Reputation: 2784
I am working on a Terraform script to create a cluster (tf code below). It gets 90% done then errors. When trying to apply another change or delete this cluster, I run into lack of permission. I made every account in the project Owner and still have the issue. How do I clear this out?
Error:
(1) (1) (1) Google Compute Engine: Required 'compute.instanceGroupManagers.delete' permission for 'projects/gke-eval-319218/zones/us-east4-a/instanceGroupManagers/gke-hello-default-pool-6e16e226-grp' (2) Google Compute Engine: Required 'compute.instanceGroupManagers.delete' permission for 'projects/gke-eval-319218/zones/us-east4-b/instanceGroupManagers/gke-hello-default-pool-a00f72b6-grp' (3) Google Compute Engine: Required 'compute.instanceGroupManagers.delete' permission for 'projects/gke-eval-319218/zones/us-east4-c/instanceGroupManagers/gke-hello-default-pool-ea0634bc-grp' (2) (1) Google Compute Engine: Required 'compute.projects.get' permission for 'projects/gke-eval-319218' (2) retry budget exhausted (5 attempts): Google Compute Engine: Required 'compute.routes.list' permission for 'projects/gke-eval-319218' (3) Google Compute Engine: Required 'compute.firewalls.delete' permission for 'projects/gke-eval-319218/global/firewalls/gke-hello-c4849243-all' (4) Google Compute Engine: Required 'compute.firewalls.delete' permission for 'projects/gke-eval-319218/global/firewalls/gke-hello-c4849243-ssh' (5) Google Compute Engine: Required 'compute.firewalls.delete' permission for 'projects/gke-eval-319218/global/firewalls/gke-hello-c4849243-vms' (2) Google Compute Engine: Required 'compute.subnetworks.get' permission for 'projects/gke-eval-319218/regions/us-east4/subnetworks/default'.

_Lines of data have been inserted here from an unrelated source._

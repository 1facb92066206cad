//! Layered effective-configuration resolution for effconf
//!
//! This crate turns a set of ordered property sources into the single
//! key/value mapping a build actually sees, implementing:
//!
//! - **Property sources**: named maps with an integer ordinal; higher wins
//! - **Collectors**: prefix-filtered views of loose property maps, system
//!   properties and environment variables
//! - **Profile resolution**: system property, environment, build and project
//!   properties, then the launch mode default
//! - **Layered merge**: a base pass followed by one `%profile.` pass per
//!   active profile
//! - **ConfigResolver**: all tiers of a project assembled and merged
//!
//! # Architecture
//!
//! ```text
//!                  effconf-cli
//!                       |
//!                 effconf-core
//!                       |
//!                  effconf-fs
//! ```
//!
//! # Example
//!
//! ```ignore
//! use effconf_core::{ConfigResolver, Snapshot};
//!
//! let config = ConfigResolver::new("/path/to/project")
//!     .snapshot(Snapshot::capture())
//!     .resolve()?;
//! println!("{} -> {:?}", config.profile(), config.get("quarkus.package.type"));
//! ```

pub mod collect;
pub mod effective;
pub mod error;
pub mod expand;
pub mod merge;
pub mod prefix;
pub mod profile;
pub mod resolver;
pub mod snapshot;
pub mod source;

pub use effective::EffectiveConfig;
pub use error::{Error, Result};
pub use merge::{Origin, merge};
pub use prefix::KeyPrefix;
pub use profile::{LaunchMode, ProfileOrigin, ProfileResolver, ResolvedProfile};
pub use resolver::ConfigResolver;
pub use snapshot::Snapshot;
pub use source::{PropertySource, SourceInfo, ordinal};

pub use effconf_fs::PropertyMap;
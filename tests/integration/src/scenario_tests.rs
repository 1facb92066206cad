//! End-to-end resolution scenarios across effconf-fs and effconf-core

use effconf_core::{ConfigResolver, PropertySource, Snapshot, merge, ordinal};
use effconf_fs::ConfigStore;
use effconf_test_utils::TestProject;
use pretty_assertions::assert_eq;
use serde_json::json;

/// A project as a build would see it: files on disk, properties from the
/// build script and a task, and the process environment.
fn build_invocation(project: &TestProject) -> ConfigResolver {
    ConfigResolver::new(project.root())
        .snapshot(
            Snapshot::new()
                .with_env("QUARKUS_PACKAGE_TYPE", "fast-jar")
                .with_env("PATH", "/usr/bin"),
        )
        .build("quarkus.package.type", "legacy-jar")
        .build("quarkus.native.container-build", "true")
        .project("quarkus.native.enabled", json!(false))
}

#[test]
fn environment_package_type_wins_over_build_script() {
    let project = TestProject::new()
        .with_resource("application.properties", "quarkus.package.type=uber-jar\n");

    let config = build_invocation(&project).resolve().unwrap();

    assert_eq!(config.get("quarkus.package.type"), Some("fast-jar"));
    assert_eq!(config.get("quarkus.native.container-build"), Some("true"));
    assert_eq!(config.get("quarkus.native.enabled"), None);
    assert_eq!(config.profile(), "prod");
}

#[test]
fn task_property_wins_over_environment() {
    let project = TestProject::new();
    let config = build_invocation(&project)
        .task("quarkus.package.type", "native")
        .resolve()
        .unwrap();
    assert_eq!(config.get("quarkus.package.type"), Some("native"));
}

#[test]
fn saved_configuration_reloads_identically() {
    let project = TestProject::new()
        .with_resource(
            "application.yaml",
            concat!(
                "quarkus:\n  http:\n    cors:\n      origins:\n",
                "        - http://a.example\n        - http://b.example\n",
            ),
        )
        .with_resource("application.properties", "motd=Welcome = friend: #1!\n");

    let config = ConfigResolver::new(project.root()).resolve().unwrap();
    let target = project.path("build/effective.properties");
    ConfigStore::new()
        .save_properties(&target, config.values(), Some("generated"))
        .unwrap();

    let reloaded = ConfigStore::new().load(&target).unwrap();
    assert_eq!(&reloaded, config.values());
    assert_eq!(
        reloaded["quarkus.http.cors.origins"],
        "http://a.example,http://b.example"
    );
    project.assert_file_contains("build/effective.properties", "# generated");
}

#[test]
fn yaml_profile_section_and_env_profile_form_combine() {
    let project = TestProject::new().with_resource(
        "application.yaml",
        concat!(
            "quarkus:\n  http:\n    port: 8080\n",
            "\"%dev\":\n  quarkus:\n    http:\n      port: 8081\n      host: localhost\n",
        ),
    );

    let config = ConfigResolver::new(project.root())
        .snapshot(
            Snapshot::new()
                .with_env("QUARKUS_PROFILE", "dev")
                .with_env("_DEV_QUARKUS_HTTP_PORT", "9001"),
        )
        .resolve()
        .unwrap();

    assert_eq!(config.get("quarkus.http.port"), Some("9001"));
    assert_eq!(config.get("quarkus.http.host"), Some("localhost"));
    assert_eq!(config.origin("quarkus.http.port").unwrap().source, "environment");
}

#[test]
fn several_resource_dirs_and_comma_profiles() {
    let project = TestProject::new()
        .with_resource_in("main", "application.properties", "x=main\n%a.x=main-a\n")
        .with_resource_in("extra", "application.properties", "%b.x=extra-b\n");

    let config = ConfigResolver::new(project.root())
        .resource_dir("main")
        .resource_dir("extra")
        .profile("a,b")
        .resolve()
        .unwrap();

    assert_eq!(config.profiles(), ["a".to_string(), "b".to_string()]);
    assert_eq!(config.get("x"), Some("extra-b"));
}

#[test]
fn forced_and_build_tiers_merge() {
    let sources = [
        PropertySource::from_pairs("s1", ordinal::FORCED, [("a.b", "final")]),
        PropertySource::from_pairs("s2", ordinal::BUILD, [("a.b", "build"), ("a.c", "keep")]),
    ];
    let merged = merge(&sources, "prod");
    assert_eq!(merged["a.b"], "final");
    assert_eq!(merged["a.c"], "keep");
    assert_eq!(merged, merge(&sources, "prod"));
}
//! The recognised key prefix and the well-known keys derived from it

/// Property prefix recognised by default.
pub const DEFAULT_PROPERTY_PREFIX: &str = "quarkus.";

/// Environment variable prefix recognised by default.
pub const DEFAULT_ENV_PREFIX: &str = "QUARKUS_";

/// The prefix that marks a key as relevant to the build, in both property
/// (`quarkus.`) and environment variable (`QUARKUS_`) spelling.
///
/// The profile keys are derived from it: `quarkus.profile`,
/// `QUARKUS_PROFILE` and `quarkus.config.profile.parent`.
#[derive(Debug, Clone, PartialEq, Eq)]
pub struct KeyPrefix {
    property: String,
    env: String,
}

impl Default for KeyPrefix {
    fn default() -> Self {
        Self {
            property: DEFAULT_PROPERTY_PREFIX.to_string(),
            env: DEFAULT_ENV_PREFIX.to_string(),
        }
    }
}

impl KeyPrefix {
    /// Build a prefix from a bare name: `app` gives `app.` and `APP_`.
    pub fn new(name: &str) -> Self {
        let name = name.trim_end_matches(['.', '_']);
        Self {
            property: format!("{}.", name.to_lowercase()),
            env: format!("{}_", name.to_uppercase().replace(['.', '-'], "_")),
        }
    }

    /// Property spelling, e.g. `quarkus.`
    pub fn property(&self) -> &str {
        &self.property
    }

    /// Environment spelling, e.g. `QUARKUS_`
    pub fn env(&self) -> &str {
        &self.env
    }

    /// Key naming the active profile(s), e.g. `quarkus.profile`.
    pub fn profile_key(&self) -> String {
        format!("{}profile", self.property)
    }

    /// Environment variable naming the active profile(s), e.g. `QUARKUS_PROFILE`.
    pub fn profile_env(&self) -> String {
        format!("{}PROFILE", self.env)
    }

    /// Key naming a profile's parent, e.g. `quarkus.config.profile.parent`.
    pub fn parent_profile_key(&self) -> String {
        format!("{}config.profile.parent", self.property)
    }

    /// Whether a property key carries the prefix, either directly or behind a
    /// `%profile.` qualifier.
    pub fn matches(&self, key: &str) -> bool {
        strip_profile(key).starts_with(&self.property)
    }

    /// Whether an environment variable name carries the prefix.
    pub fn matches_env(&self, name: &str) -> bool {
        name.starts_with(&self.env)
    }
}

/// Strip a leading `%profile.` qualifier from a key, if present.
pub(crate) fn strip_profile(key: &str) -> &str {
    if let Some(rest) = key.strip_prefix('%') {
        if let Some((_, unqualified)) = rest.split_once('.') {
            return unqualified;
        }
    }
    key
}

Script that created this mess:
variable project_id {}
variable zones {}
variable region {}
variable name {}
variable network {}
variable subnetwork {}
variable ip_range_pods { default = null }
variable ip_range_services { default = null }
locals {
service_account = "${var.name}-sa"
}
resource "google_service_account" "service_account" {
project = var.project_id
account_id = "${local.service_account}"
display_name = "${var.name} cluster service account"
}
resource "google_project_iam_binding" "service_account_iam" {
project = var.project_id
role = "roles/container.admin"
members = [
"serviceAccount:${local.service_account}@${var.project_id}.iam.gserviceaccount.com",
]
}
module "gke" {
source = "terraform-google-modules/kubernetes-engine/google"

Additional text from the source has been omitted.